• What the task requires
Your answer consists of the lines in the data that contain "Show". Copy each of them.
START Supplied data
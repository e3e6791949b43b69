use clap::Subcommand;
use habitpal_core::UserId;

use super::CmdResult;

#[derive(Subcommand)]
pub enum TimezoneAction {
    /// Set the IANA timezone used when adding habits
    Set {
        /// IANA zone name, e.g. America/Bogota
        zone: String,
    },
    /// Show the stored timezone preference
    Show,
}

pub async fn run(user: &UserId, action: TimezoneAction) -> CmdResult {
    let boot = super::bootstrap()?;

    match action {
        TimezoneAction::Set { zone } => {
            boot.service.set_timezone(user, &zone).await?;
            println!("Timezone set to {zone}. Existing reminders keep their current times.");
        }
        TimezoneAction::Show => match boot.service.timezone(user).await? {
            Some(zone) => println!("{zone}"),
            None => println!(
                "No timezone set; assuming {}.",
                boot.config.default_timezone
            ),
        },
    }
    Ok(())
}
END Supplied data
• Reply to the exercise
    /// Show the stored timezone preference
    Show,
        TimezoneAction::Show => match boot.service.timezone(user).await? {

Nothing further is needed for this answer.